I couldn't help but giggle. "Romantic."

He rolled his eyes. His smile was loopy. Boyish. My God, even in times of supposed darkness he . never failed to be such a light. I didn't know he had that inside him. "I thought you'd hate me," he said, his tone husk, light. Disbelief.

I swiveled, twisting my torso. I cocked an eyebrow. "Come on, did you really think I was a heartless bigot?" I scoffed in bewilderment. I couldn't resist from smiling. I was teasing, and I hoped he played the game, too.

Darren looked at the ceiling and contemplated what to say.  "Bigoted? No, just a little... dare I say, caught up in your own head to mind others." his eyes swooped to meet mine. He sported a devilish grin. "Heartless? yes"--I gawked at him–"but that was before I got to know you." his thick fingers circling my cheek. He pushed a strand of my hair behind my ear. I shivered at his touch.

I bit my lip, eyes glued to his stupid sculpted face. I swore he came out of a portrait. Then, my eyes followed his hands. My lips found his fingertips and I kissed them. "Darren..."

"Yes, love?"

I tilted my head to one side. "How could I hate you for how you love? One, that wouldn't be fair to you..." I interlocked out fingers. My heart was beating so fast I thought I was going to throw up from arousal. It was an odd sensation, I have to admit, but alas I am a lady who kisses and tells the whole fucking world.

"And two?" This time, he whispered in my ear. I'd never drank in my life and never planned on doing so, but was this what it felt like to be completely trashed?
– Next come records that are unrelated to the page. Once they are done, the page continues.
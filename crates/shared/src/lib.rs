#![cfg_attr(test, allow(clippy::unwrap_used))]

//! Carmarket Shared
//!
//! Startup plumbing used by both the API server and the worker: the
//! Postgres pool and the tracing subscriber.

use std::time::Duration;

use sqlx::postgres::PgPoolOptions;
use sqlx::PgPool;
use tracing_subscriber::{layer::SubscriberExt, util::SubscriberInitExt, EnvFilter};

/// Connection pool for request traffic
pub async fn create_pool(database_url: &str) -> anyhow::Result<PgPool> {
    create_pool_with(database_url, 10).await
}

pub async fn create_pool_with(database_url: &str, max_connections: u32) -> anyhow::Result<PgPool> {
    let pool = PgPoolOptions::new()
        .max_connections(max_connections)
        .acquire_timeout(Duration::from_secs(5))
        .idle_timeout(Duration::from_secs(600))
        .connect(database_url)
        .await?;
    tracing::info!(max_connections, "Database pool created");
    Ok(pool)
}

/// `RUST_LOG` if set, otherwise `default_directives`
pub fn env_filter(default_directives: &str) -> EnvFilter {
    EnvFilter::try_from_default_env().unwrap_or_else(|_| EnvFilter::new(default_directives))
}

/// Install the global subscriber. `LOG_FORMAT=json` switches to JSON lines.
pub fn init_tracing(default_directives: &str) {
    let json = std::env::var("LOG_FORMAT")
        .map(|v| v.eq_ignore_ascii_case("json"))
        .unwrap_or(false);

    let registry = tracing_subscriber::registry().with(env_filter(default_directives));
    if json {
        registry
            .with(tracing_subscriber::fmt::layer().json())
            .init();
    } else {
        registry.with(tracing_subscriber::fmt::layer()).init();
    }
}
To be taken to peaks just the by the sound of someone's voice? Whatever it was, I was losing. I couldn't hold my own.

"How could I hate you when I'm the same way? I like women just as much as I like men." My voice dipped into a whisper.
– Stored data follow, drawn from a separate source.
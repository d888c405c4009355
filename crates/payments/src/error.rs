//! Payment error types

use thiserror::Error;

/// Result alias used throughout the payments crate
pub type PaymentResult<T> = Result<T, PaymentError>;

/// Errors raised by the payment lifecycle
///
/// Only conditions that a redelivery could fix are errors. Outcomes such as an
/// unknown intent or a rejected regression are reported through
/// [`crate::engine::ReconcileOutcome`] instead.
#[derive(Debug, Error)]
pub enum PaymentError {
    /// Webhook body was empty or did not match the `{type, data:{id}}` envelope
    #[error("Invalid webhook payload: {0}")]
    InvalidPayload(String),

    /// Shared-secret header did not match the configured webhook secret
    #[error("Webhook secret mismatch")]
    WebhookSecretMismatch,

    /// Caller supplied a bad amount, currency or target
    #[error("Invalid input: {0}")]
    InvalidInput(String),

    #[error("Not found: {0}")]
    NotFound(String),

    /// An intent with this gateway id is already recorded
    #[error("Payment intent already exists: {0}")]
    DuplicateIntent(String),

    #[error("Database error: {0}")]
    Database(String),

    /// Gateway answered with an error or could not be reached
    #[error("Gateway error: {0}")]
    Gateway(String),

    /// Compare-and-swap kept losing to concurrent writers
    #[error("Concurrent modification of payment intent {0}")]
    ConcurrentModification(String),

    #[error("Configuration error: {0}")]
    Config(String),

    #[error("Internal error: {0}")]
    Internal(String),
}

impl PaymentError {
    /// Whether the failure is transient and the gateway should redeliver
    pub fn is_transient(&self) -> bool {
        matches!(
            self,
            PaymentError::Database(_)
                | PaymentError::Gateway(_)
                | PaymentError::ConcurrentModification(_)
                | PaymentError::Internal(_)
        )
    }
}

impl From<sqlx::Error> for PaymentError {
    fn from(e: sqlx::Error) -> Self {
        match e {
            sqlx::Error::RowNotFound => PaymentError::NotFound("row not found".to_string()),
            other => PaymentError::Database(other.to_string()),
        }
    }
}

impl From<reqwest::Error> for PaymentError {
    fn from(e: reqwest::Error) -> Self {
        PaymentError::Gateway(e.to_string())
    }
}

impl From<serde_json::Error> for PaymentError {
    fn from(e: serde_json::Error) -> Self {
        PaymentError::InvalidPayload(e.to_string())
    }
}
He smirked. Please... "Looks like we have more in common than we thought."

"I suppose you're right." like you always are. He moved his face away. His nose touched mine. His breath, hot and heavy, fanned my face. "But we can't stay here," I shrilled. My hands laid flat on his chest. I had to be the voice of reason here. I wouldn't allow either of us to give into intimate pursuits in public places. I couldn't risk it, and neither could he. Although, it would've made a brilliant story.

"Why don't you tell your friends that you're tired," he mused, laziness and tiredness taking hold of him, "and that you are going back to the hotel." he dipped his head to reach my face again, but swooped to the crook of my neck and kissed me in places I hadn't even thought of.

I moaned, a smile creeping up on me. "Aye, soldier. Or would you prefer doctor?" I drawled, overcome with lust at the heat of the moment.

He laughed at my terrible joke. That broke him out of his haze. Stepped away and opened the door for me. Under his arm was tucked the copy of Little Women. Stealing wasn't patriotic of him. Then again, Darren Alexander made it clear to despise America.

Except me.

"You can call me whatever you want, Aya. Either way, I'm at your service, remember?"